Yet there was one innovation which, more than any others, captured the imagination of a nation and was destined to be steeped in controversy and take on the qualities of an urban legend. The invention: the ice cream cone.
According to the Infallible Wikipedia, here’s the story:
“Edible cones were patented by two entrepreneurs, both Italian, separately in the years 1902 and 1903. Antonio Valvona, an ice cream merchant from Manchester, UK, patented a biscuit cup producing machine in 1902, and in 1903, Italo Marchioni, an italian ice cream salesman, filed for the patent of a machine which made ice cream containers.
At the St. Louis World’s Fair in 1904, a Syrian/Lebanese concessionaire named Arnold Fornachou was running an ice cream booth. When he ran short on paper cups, he noticed he was next to a waffle vendor by the name of Ernest Hamwi, who sold Fornachou some of his waffles. Fornachou rolled the waffles into cones to hold the ice cream – and this is believed by some (although there is much dispute) to be the moment where ice-cream cones became mainstream.
Abe Doumar and the Doumar family can also claim credit for the ice cream cone. At the age of 16, Doumar began to sell paperweights and other items. One night, he bought a waffle from another vendor transplanted to Norfolk, Virginia from Ghent in Belgium, Leonidas Kestekidès. Doumar proceeded to roll up the waffle and place a scoop of ice cream on top. He then began selling the cones at the St. Louis Exposition. His “cones” were such a success that he designed a four-iron baking machine and had a foundry make it for him. At the Jamestown Exposition in 1907, he and his brothers sold nearly twenty-three thousand cones. After that, Abe bought a semiautomatic 36-iron machine, which produced 20 cones per minute and opened Doumar’s Drive In in Norfolk, Virginia, which still operates at the same location over 100 years later.”
While the Ice Cream cone does not appear to have been ‘invented’ at the fair, it certainly gained a foothold in popular culture. With the advent of electricity, ice cream – once a delicacy only for the wealthy – became a mainstay for the average person; an affordable treat during a Saturday outing.
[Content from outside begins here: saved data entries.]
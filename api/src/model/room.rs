use derive_new::new;
use garde::Validate;
use kernel::model::{
    id::RoomId,
    list::PaginatedList,
    room::{
        event::{CreateRoom, UpdateRoom},
        Room, RoomListOptions,
    },
};
use rust_decimal::Decimal;
use serde::{Deserialize, Serialize};

// 1 泊あたりの料金は正の値でなければならない
fn positive_price(value: &Decimal, _: &()) -> garde::Result {
    if *value <= Decimal::ZERO {
        return Err(garde::Error::new(
            "price per night must be greater than zero",
        ));
    }
    Ok(())
}

#[derive(Debug, Deserialize, Validate)]
#[serde(rename_all = "camelCase")]
pub struct CreateRoomRequest {
    #[garde(length(min = 1))]
    pub room_number: String,
    #[garde(skip)]
    pub description: String,
    #[garde(range(min = 1))]
    pub max_capacity: i32,
    #[garde(custom(positive_price))]
    pub price_per_night: Decimal,
    #[garde(skip)]
    pub is_available: bool,
}

impl From<CreateRoomRequest> for CreateRoom {
    fn from(value: CreateRoomRequest) -> Self {
        let CreateRoomRequest {
            room_number,
            description,
            max_capacity,
            price_per_night,
            is_available,
        } = value;
        CreateRoom {
            room_number,
            description,
            max_capacity,
            price_per_night,
            is_available,
        }
    }
}

#[derive(Debug, Deserialize, Validate)]
#[serde(rename_all = "camelCase")]
pub struct UpdateRoomRequest {
    #[garde(length(min = 1))]
    pub room_number: String,
    #[garde(skip)]
    pub description: String,
    #[garde(range(min = 1))]
    pub max_capacity: i32,
    #[garde(custom(positive_price))]
    pub price_per_night: Decimal,
    #[garde(skip)]
    pub is_available: bool,
}

#[derive(new)]
pub struct UpdateRoomRequestWithId(RoomId, UpdateRoomRequest);

impl From<UpdateRoomRequestWithId> for UpdateRoom {
    fn from(value: UpdateRoomRequestWithId) -> Self {
        let UpdateRoomRequestWithId(
            room_id,
            UpdateRoomRequest {
                room_number,
                description,
                max_capacity,
                price_per_night,
                is_available,
            },
        ) = value;
        UpdateRoom {
            room_id,
            room_number,
            description,
            max_capacity,
            price_per_night,
            is_available,
        }
    }
}

#[derive(Debug, Deserialize, Validate)]
#[serde(rename_all = "camelCase")]
pub struct RoomListQuery {
    #[garde(range(min = 1, max = 100))]
    #[serde(default = "default_limit")]
    pub limit: i64,
    #[garde(range(min = 0))]
    #[serde(default)]
    pub offset: i64,
    #[garde(skip)]
    pub available: Option<bool>,
}

const DEFAULT_LIMIT: i64 = 20;
const fn default_limit() -> i64 {
    DEFAULT_LIMIT
}

impl From<RoomListQuery> for RoomListOptions {
    fn from(value: RoomListQuery) -> Self {
        let RoomListQuery {
            limit,
            offset,
            available,
        } = value;
        Self {
            limit,
            offset,
            available,
        }
    }
}

#[derive(Serialize)]
#[serde(rename_all = "camelCase")]
pub struct PaginatedRoomResponse {
    pub total: i64,
    pub limit: i64,
    pub offset: i64,
    pub items: Vec<RoomResponse>,
}

impl From<PaginatedList<Room>> for PaginatedRoomResponse {
    fn from(value: PaginatedList<Room>) -> Self {
        let PaginatedList {
            total,
            limit,
            offset,
            items,
        } = value;
        Self {
            total,
            limit,
            offset,
            items: items.into_iter().map(RoomResponse::from).collect(),
        }
    }
}

#[derive(Debug, Serialize)]
#[serde(rename_all = "camelCase")]
pub struct RoomResponse {
    pub room_id: RoomId,
    pub room_number: String,
    pub description: String,
    pub max_capacity: i32,
    pub price_per_night: Decimal,
    pub is_available: bool,
}

impl From<Room> for RoomResponse {
    fn from(value: Room) -> Self {
        let Room {
            room_id,
            room_number,
            description,
            max_capacity,
            price_per_night,
            is_available,
        } = value;
        Self {
            room_id,
            room_number,
            description,
            max_capacity,
            price_per_night,
            is_available,
        }
    }
}

#[cfg(test)]
mod tests {
    use super::*;
    use garde::Validate;

    #[test]
    fn default_limit_applies_when_omitted() {
        let query: RoomListQuery = serde_json::from_str("{}").unwrap();
        assert_eq!(query.limit, DEFAULT_LIMIT);
        assert_eq!(query.offset, 0);
        assert!(query.available.is_none());
        assert!(query.validate(&()).is_ok());
    }

    #[test]
    fn oversized_limit_is_rejected() {
        let query: RoomListQuery = serde_json::from_str(r#"{"limit": 1000}"#).unwrap();
        assert!(query.validate(&()).is_err());
    }

    #[test]
    fn negative_offset_is_rejected() {
        let query: RoomListQuery = serde_json::from_str(r#"{"offset": -1}"#).unwrap();
        assert!(query.validate(&()).is_err());
    }

    fn valid_create_request() -> CreateRoomRequest {
        CreateRoomRequest {
            room_number: "101".into(),
            description: "Twin room".into(),
            max_capacity: 2,
            price_per_night: Decimal::new(15000, 2),
            is_available: true,
        }
    }

    #[test]
    fn valid_room_request_passes() {
        assert!(valid_create_request().validate(&()).is_ok());
    }

    #[test]
    fn zero_capacity_room_is_rejected() {
        let mut req = valid_create_request();
        req.max_capacity = 0;
        assert!(req.validate(&()).is_err());
    }

    #[test]
    fn zero_price_room_is_rejected() {
        let mut req = valid_create_request();
        req.price_per_night = Decimal::ZERO;
        assert!(req.validate(&()).is_err());
    }

    #[test]
    fn negative_price_room_is_rejected() {
        let mut req = valid_create_request();
        req.price_per_night = Decimal::new(-5000, 2);
        assert!(req.validate(&()).is_err());
    }

    #[test]
    fn negative_price_update_is_rejected() {
        let req = UpdateRoomRequest {
            room_number: "101".into(),
            description: "Twin room".into(),
            max_capacity: 2,
            price_per_night: Decimal::new(-5000, 2),
            is_available: true,
        };
        assert!(req.validate(&()).is_err());
    }
}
Over the years, of course, refrigeration – one of the top 3 inventions ever (the other two are electricity and flushing toilets) in my opinion – made it possible for people to have ice cream stored in their freezer at home. The ability to buy the ice cream and commercially made cones at the local grocer completed the deal.
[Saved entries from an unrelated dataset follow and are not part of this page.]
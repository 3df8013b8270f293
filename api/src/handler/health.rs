use axum::{extract::State, http::StatusCode};
use registry::AppRegistry;

pub async fn health_check() -> StatusCode {
    StatusCode::OK
}

pub async fn health_check_db(State(registry): State<AppRegistry>) -> StatusCode {
    if registry.health_check_repository().check_db().await {
        StatusCode::OK
    } else {
        StatusCode::INTERNAL_SERVER_ERROR
    }
}
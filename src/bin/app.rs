use adapter::{database::connect_database_with, redis::RedisClient};
use anyhow::{Context, Result};
use api::route::{auth, v1};
use axum::Router;
use registry::AppRegistry;
use shared::config::AppConfig;
use shared::env::{which, Environment};
use std::{
    net::{Ipv4Addr, SocketAddr},
    sync::Arc,
};
use tokio::net::TcpListener;
use tower_http::trace::{DefaultMakeSpan, DefaultOnRequest, DefaultOnResponse, TraceLayer};
use tower_http::LatencyUnit;
use tracing::Level;
use tracing_subscriber::layer::SubscriberExt;
use tracing_subscriber::util::SubscriberInitExt;
use tracing_subscriber::EnvFilter;

#[tokio::main]
async fn main() -> Result<()> {
    init_logger()?;
    bootstrap().await
}

fn init_logger() -> Result<()> {
    let log_level = match which() {
        Environment::Development => "debug",
        Environment::Production => "info",
    };

    let env_filter = EnvFilter::try_from_default_env().unwrap_or_else(|_| log_level.into());

    let subscriber = tracing_subscriber::fmt::layer()
        .with_file(true)
        .with_line_number(true)
        .with_target(false);

    tracing_subscriber::registry()
        .with(subscriber)
        .with(env_filter)
        .try_init()?;

    Ok(())
}

async fn bootstrap() -> Result<()> {
    let app_config = AppConfig::new()?;
    let pool = connect_database_with(&app_config.database);
    let kv = Arc::new(RedisClient::new(&app_config.redis)?);

    let registry = AppRegistry::new(pool, kv, app_config);

    let app = Router::new()
        .merge(v1::routes())
        .merge(auth::routes())
        .layer(
            TraceLayer::new_for_http()
                .make_span_with(DefaultMakeSpan::new().level(Level::INFO))
                .on_request(DefaultOnRequest::new().level(Level::INFO))
                .on_response(
                    DefaultOnResponse::new()
                        .level(Level::INFO)
                        .latency_unit(LatencyUnit::Millis),
                ),
        )
        .with_state(registry);

    let addr = SocketAddr::new(Ipv4Addr::LOCALHOST.into(), 8080);
    let listener = TcpListener::bind(addr).await?;
    tracing::info!("Listening on {}", addr);
    axum::serve(listener, app)
        .await
        .context("Unexpected error happened in server")
        .inspect_err(|e| {
            tracing::error!(
                error.cause_chain = ?e,error.message = %e, "Unexpected error"
            )
        })
}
Personally, I love ice cream cones. I will always choose to have my ice cream in a cone if one is available. As a child I recall that my mother used to purchase the cake style cones and we usually had a choice between vanilla, chocolate, and strawberry ice cream.
Then, probably in the early 1970’s, my mother came home from the store one day with colored cake cones. In addition to the boring beige, there were the exciting colors of green, pink, and brown. But even more exciting was the ice cream. It was called chocolate marble and it was an instant favorite. Swirled into the vanilla were ribbons of chocolaty fudge. Now that was an ice cream cone.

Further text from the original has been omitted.